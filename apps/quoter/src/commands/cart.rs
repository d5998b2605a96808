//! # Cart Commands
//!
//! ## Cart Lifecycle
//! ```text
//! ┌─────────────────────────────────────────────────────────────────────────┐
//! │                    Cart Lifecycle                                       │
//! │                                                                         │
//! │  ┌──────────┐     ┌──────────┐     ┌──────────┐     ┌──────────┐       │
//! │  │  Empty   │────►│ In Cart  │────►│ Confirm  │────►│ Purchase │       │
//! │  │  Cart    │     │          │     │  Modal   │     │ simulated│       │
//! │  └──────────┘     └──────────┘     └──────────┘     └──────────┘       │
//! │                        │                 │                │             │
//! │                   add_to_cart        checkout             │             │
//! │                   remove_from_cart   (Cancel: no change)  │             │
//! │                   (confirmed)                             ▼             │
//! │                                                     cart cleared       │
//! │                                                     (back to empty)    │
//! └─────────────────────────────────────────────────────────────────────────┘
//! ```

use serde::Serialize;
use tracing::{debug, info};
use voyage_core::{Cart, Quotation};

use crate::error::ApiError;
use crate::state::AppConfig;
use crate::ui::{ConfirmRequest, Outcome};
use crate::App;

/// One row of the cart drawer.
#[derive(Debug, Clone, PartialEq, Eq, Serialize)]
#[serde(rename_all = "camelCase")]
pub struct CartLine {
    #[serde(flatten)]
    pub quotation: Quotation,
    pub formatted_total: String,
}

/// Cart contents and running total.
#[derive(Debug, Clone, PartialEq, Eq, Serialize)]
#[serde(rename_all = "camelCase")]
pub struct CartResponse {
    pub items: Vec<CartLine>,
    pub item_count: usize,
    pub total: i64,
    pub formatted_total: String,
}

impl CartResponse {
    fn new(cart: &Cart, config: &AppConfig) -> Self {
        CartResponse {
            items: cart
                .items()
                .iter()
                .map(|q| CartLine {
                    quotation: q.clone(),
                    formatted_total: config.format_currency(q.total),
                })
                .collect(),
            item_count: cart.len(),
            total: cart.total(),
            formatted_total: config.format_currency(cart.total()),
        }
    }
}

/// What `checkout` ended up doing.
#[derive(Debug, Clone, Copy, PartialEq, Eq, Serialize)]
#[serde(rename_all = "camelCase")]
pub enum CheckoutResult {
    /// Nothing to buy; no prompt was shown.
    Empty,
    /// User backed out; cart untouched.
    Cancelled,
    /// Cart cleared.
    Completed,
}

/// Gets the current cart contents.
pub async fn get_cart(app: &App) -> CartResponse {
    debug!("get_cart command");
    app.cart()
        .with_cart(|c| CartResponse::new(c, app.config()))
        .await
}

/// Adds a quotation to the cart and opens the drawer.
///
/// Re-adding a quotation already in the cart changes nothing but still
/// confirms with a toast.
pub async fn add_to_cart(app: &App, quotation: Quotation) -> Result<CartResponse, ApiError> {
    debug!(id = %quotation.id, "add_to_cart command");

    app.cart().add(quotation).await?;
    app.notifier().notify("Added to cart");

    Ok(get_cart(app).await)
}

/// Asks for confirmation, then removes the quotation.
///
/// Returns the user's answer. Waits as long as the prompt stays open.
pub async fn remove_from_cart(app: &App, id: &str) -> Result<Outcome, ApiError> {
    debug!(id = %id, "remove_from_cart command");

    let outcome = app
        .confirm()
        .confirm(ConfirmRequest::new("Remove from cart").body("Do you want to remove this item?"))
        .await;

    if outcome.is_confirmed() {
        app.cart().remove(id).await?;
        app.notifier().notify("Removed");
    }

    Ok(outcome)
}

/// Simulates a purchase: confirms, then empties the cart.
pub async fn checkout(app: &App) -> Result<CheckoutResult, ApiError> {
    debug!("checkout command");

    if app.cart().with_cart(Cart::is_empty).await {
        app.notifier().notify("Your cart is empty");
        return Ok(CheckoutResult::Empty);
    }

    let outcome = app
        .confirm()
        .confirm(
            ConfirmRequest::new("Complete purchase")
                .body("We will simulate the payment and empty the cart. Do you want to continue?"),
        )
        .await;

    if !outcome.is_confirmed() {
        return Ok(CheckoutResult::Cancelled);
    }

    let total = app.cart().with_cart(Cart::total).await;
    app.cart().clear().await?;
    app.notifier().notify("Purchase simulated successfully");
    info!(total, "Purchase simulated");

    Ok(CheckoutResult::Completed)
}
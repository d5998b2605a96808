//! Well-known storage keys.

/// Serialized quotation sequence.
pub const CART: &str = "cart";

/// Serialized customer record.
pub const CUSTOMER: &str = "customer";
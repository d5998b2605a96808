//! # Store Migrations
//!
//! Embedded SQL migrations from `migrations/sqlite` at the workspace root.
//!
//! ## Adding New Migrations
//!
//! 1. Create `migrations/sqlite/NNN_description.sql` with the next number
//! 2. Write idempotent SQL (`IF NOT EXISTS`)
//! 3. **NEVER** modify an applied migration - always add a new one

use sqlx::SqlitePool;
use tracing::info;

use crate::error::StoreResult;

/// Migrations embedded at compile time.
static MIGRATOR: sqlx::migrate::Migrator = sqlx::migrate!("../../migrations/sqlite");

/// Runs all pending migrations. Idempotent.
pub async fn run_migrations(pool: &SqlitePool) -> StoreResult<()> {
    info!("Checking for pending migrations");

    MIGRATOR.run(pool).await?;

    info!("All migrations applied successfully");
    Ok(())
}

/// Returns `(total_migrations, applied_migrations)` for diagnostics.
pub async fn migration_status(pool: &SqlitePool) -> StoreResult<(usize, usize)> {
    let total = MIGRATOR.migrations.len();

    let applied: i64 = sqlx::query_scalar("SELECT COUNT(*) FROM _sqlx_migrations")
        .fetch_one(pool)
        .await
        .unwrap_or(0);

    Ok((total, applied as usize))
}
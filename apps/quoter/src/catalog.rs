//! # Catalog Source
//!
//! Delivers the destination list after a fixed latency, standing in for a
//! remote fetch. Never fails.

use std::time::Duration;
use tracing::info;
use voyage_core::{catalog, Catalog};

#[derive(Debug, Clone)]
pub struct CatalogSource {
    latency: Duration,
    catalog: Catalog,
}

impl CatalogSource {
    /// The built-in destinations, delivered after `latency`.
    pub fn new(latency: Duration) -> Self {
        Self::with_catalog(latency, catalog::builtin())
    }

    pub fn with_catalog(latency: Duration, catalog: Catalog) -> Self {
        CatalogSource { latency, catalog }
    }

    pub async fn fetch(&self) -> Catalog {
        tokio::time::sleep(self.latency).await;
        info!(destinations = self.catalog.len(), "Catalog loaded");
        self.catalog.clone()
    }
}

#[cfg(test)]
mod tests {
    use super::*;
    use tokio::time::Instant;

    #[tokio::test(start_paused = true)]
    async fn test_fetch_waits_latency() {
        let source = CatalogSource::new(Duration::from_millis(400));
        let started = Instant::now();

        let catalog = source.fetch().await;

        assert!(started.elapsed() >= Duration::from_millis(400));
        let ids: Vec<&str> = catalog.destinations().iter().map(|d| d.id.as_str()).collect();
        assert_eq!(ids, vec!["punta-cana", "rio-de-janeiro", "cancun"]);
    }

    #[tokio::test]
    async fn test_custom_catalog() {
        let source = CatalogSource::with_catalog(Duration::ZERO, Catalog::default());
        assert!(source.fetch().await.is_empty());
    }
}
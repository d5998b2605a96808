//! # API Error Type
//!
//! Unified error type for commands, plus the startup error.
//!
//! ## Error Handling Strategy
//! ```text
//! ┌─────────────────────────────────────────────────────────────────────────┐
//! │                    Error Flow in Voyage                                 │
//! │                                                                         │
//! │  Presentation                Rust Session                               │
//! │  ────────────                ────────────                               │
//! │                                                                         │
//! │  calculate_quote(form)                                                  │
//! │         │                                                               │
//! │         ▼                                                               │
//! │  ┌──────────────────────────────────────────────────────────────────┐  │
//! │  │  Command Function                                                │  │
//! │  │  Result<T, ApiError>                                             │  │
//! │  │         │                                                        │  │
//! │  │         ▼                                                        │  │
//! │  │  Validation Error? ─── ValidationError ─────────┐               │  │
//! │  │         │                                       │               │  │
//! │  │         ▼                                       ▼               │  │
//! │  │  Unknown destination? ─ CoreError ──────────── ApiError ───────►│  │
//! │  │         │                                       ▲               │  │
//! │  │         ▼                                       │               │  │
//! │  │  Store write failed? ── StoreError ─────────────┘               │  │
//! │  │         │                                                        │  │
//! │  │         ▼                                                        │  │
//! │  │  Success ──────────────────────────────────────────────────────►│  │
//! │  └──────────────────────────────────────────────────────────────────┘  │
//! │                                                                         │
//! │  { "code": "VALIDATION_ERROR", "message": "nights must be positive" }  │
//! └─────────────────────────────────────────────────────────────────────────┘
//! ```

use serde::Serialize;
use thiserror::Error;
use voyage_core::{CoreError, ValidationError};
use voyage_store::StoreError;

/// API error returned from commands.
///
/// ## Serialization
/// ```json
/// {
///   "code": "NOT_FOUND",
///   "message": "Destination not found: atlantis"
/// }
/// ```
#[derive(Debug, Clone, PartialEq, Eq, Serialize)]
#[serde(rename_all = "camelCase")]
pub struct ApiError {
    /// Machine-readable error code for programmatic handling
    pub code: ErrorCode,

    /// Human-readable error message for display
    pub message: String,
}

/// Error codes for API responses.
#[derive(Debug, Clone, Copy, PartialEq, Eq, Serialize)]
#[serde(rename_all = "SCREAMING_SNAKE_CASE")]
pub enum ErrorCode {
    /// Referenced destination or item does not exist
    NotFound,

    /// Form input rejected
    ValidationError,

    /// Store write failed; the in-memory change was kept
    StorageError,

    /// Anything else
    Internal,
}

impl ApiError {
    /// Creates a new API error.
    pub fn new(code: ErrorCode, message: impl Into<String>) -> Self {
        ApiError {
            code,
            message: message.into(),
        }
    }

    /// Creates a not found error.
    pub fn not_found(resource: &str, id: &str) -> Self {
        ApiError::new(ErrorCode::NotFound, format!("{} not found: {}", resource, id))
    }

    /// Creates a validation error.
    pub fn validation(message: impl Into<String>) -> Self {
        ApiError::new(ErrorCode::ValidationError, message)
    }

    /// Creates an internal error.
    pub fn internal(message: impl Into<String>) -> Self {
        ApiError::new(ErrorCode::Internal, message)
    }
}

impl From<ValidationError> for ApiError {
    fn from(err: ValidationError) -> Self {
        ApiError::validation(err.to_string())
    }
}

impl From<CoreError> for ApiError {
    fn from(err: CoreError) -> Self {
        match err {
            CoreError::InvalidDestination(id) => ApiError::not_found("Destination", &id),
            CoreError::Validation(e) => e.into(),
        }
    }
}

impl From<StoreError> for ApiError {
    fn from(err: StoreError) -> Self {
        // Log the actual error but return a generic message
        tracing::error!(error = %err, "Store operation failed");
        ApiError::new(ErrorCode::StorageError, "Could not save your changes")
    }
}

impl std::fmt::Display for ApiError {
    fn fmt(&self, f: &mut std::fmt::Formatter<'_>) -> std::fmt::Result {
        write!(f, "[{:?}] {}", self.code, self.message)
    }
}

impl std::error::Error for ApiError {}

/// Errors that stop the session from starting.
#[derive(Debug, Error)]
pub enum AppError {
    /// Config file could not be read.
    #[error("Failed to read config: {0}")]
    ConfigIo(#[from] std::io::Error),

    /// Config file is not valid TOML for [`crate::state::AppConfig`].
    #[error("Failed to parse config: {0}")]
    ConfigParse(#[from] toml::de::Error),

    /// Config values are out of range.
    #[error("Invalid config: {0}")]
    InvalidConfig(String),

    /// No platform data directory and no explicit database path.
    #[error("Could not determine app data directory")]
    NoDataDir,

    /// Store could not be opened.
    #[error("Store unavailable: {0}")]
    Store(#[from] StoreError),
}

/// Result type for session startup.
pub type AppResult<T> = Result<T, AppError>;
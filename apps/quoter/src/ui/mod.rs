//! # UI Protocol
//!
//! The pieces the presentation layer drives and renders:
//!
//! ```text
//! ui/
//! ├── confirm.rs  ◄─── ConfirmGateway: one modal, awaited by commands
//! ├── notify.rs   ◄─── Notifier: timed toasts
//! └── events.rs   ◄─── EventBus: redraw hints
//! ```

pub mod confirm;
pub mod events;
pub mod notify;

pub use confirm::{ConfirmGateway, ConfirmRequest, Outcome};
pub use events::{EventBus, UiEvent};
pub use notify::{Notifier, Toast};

#### Action item
An exact, complete copy of the lines above from the one with "an internal error." through the one with "impl std::fmt::Display for" is the whole answer.

#### Answer to the problem
    /// Creates an internal error.
    pub fn internal(message: impl Into<String>) -> Self {
        ApiError::new(ErrorCode::Internal, message)
    }
}

impl From<ValidationError> for ApiError {
    fn from(err: ValidationError) -> Self {
        ApiError::validation(err.to_string())
    }
}

impl From<CoreError> for ApiError {
    fn from(err: CoreError) -> Self {
        match err {
            CoreError::InvalidDestination(id) => ApiError::not_found("Destination", &id),
            CoreError::Validation(e) => e.into(),
        }
    }
}

impl From<StoreError> for ApiError {
    fn from(err: StoreError) -> Self {
        // Log the actual error but return a generic message
        tracing::error!(error = %err, "Store operation failed");
        ApiError::new(ErrorCode::StorageError, "Could not save your changes")
    }
}

impl std::fmt::Display for ApiError {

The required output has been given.